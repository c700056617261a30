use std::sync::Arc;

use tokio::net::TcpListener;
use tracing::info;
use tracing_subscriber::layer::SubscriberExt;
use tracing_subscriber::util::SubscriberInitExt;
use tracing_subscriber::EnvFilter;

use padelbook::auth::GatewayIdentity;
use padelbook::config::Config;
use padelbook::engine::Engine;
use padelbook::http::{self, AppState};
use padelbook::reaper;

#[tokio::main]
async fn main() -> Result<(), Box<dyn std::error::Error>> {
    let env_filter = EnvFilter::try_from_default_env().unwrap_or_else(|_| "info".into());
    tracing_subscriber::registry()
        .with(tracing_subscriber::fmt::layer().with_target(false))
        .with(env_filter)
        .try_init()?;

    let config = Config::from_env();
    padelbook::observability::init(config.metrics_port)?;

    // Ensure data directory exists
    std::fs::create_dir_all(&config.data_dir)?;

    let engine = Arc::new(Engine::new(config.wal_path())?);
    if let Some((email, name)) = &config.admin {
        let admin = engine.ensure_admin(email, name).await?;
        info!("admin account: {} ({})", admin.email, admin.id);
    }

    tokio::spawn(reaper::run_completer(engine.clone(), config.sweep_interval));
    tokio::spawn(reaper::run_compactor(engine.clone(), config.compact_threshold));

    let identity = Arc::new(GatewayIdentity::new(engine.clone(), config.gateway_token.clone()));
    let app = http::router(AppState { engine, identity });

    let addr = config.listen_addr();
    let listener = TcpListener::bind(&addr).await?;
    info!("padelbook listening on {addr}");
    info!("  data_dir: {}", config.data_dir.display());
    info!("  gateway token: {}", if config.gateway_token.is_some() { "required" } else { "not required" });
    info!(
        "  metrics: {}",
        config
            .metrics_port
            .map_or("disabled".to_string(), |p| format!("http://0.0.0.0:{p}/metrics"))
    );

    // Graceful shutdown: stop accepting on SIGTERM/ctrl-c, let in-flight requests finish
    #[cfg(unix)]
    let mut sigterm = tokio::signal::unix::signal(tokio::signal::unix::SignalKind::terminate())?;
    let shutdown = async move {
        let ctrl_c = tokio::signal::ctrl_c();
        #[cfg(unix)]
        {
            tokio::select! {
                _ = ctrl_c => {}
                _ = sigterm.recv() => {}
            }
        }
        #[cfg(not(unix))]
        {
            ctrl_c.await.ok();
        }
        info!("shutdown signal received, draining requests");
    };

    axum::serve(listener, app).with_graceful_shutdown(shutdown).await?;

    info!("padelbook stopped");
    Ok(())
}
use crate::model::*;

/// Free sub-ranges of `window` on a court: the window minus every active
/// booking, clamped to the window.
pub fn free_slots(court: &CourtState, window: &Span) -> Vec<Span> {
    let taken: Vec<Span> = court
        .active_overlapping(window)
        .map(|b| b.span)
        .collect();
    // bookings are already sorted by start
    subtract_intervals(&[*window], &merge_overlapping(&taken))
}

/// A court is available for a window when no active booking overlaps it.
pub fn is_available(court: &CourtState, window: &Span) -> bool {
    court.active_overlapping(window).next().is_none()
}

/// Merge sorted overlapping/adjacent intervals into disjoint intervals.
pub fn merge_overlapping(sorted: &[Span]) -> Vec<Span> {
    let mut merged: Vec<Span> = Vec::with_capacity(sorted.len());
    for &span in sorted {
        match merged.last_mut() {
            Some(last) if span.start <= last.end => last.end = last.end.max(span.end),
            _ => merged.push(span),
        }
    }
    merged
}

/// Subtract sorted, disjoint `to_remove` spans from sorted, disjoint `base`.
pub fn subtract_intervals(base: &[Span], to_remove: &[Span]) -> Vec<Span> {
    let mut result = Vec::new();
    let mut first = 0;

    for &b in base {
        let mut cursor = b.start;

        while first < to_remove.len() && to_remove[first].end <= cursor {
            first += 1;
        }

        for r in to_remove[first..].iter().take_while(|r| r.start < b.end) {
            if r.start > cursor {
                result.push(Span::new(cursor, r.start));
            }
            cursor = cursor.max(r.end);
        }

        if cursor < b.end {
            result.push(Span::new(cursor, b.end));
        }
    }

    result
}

####

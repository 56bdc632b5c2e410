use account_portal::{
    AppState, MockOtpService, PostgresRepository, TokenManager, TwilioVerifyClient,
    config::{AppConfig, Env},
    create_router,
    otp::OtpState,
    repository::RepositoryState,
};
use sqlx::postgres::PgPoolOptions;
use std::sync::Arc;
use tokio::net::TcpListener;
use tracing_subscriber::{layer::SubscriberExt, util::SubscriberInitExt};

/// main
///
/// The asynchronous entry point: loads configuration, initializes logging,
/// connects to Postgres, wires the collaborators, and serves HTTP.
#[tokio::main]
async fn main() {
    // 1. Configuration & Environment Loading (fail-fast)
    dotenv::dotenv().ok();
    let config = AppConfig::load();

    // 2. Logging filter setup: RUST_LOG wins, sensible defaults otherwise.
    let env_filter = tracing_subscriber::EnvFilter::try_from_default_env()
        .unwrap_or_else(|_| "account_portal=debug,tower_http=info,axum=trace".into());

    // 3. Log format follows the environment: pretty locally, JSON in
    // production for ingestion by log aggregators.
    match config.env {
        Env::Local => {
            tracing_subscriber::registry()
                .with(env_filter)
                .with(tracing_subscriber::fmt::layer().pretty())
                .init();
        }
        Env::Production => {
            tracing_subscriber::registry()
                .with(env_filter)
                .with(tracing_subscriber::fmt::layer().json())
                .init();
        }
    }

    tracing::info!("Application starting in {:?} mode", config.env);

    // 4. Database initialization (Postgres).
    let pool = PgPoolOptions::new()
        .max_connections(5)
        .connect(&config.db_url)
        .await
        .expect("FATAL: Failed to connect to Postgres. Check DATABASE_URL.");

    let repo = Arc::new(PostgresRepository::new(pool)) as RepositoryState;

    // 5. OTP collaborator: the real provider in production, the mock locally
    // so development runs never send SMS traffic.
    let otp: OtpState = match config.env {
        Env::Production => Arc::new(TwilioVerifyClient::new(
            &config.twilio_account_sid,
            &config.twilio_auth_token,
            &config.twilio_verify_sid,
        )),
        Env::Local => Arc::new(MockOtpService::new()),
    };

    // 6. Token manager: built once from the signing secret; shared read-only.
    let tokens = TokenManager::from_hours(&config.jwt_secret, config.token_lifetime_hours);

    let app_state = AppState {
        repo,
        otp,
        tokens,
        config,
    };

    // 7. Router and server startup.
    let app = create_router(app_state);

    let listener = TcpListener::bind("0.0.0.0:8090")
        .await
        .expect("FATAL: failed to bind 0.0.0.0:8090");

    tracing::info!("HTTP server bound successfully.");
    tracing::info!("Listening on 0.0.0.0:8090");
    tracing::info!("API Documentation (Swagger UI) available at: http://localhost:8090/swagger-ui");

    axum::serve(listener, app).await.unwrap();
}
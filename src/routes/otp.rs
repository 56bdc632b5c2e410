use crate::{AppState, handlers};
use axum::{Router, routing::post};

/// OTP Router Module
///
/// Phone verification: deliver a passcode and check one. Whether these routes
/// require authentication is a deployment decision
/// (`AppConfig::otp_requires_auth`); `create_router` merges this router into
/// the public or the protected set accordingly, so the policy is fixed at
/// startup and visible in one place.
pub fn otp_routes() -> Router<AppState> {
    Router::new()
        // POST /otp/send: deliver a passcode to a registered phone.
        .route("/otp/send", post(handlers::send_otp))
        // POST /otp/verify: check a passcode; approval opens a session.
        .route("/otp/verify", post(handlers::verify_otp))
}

####

### Description of the task
Which of the lines in the material carry the string "clone"? Pull them out.

### Output below
    tokio::spawn(reaper::run_completer(engine.clone(), config.sweep_interval));
    tokio::spawn(reaper::run_compactor(engine.clone(), config.compact_threshold));
    let identity = Arc::new(GatewayIdentity::new(engine.clone(), config.gateway_token.clone()));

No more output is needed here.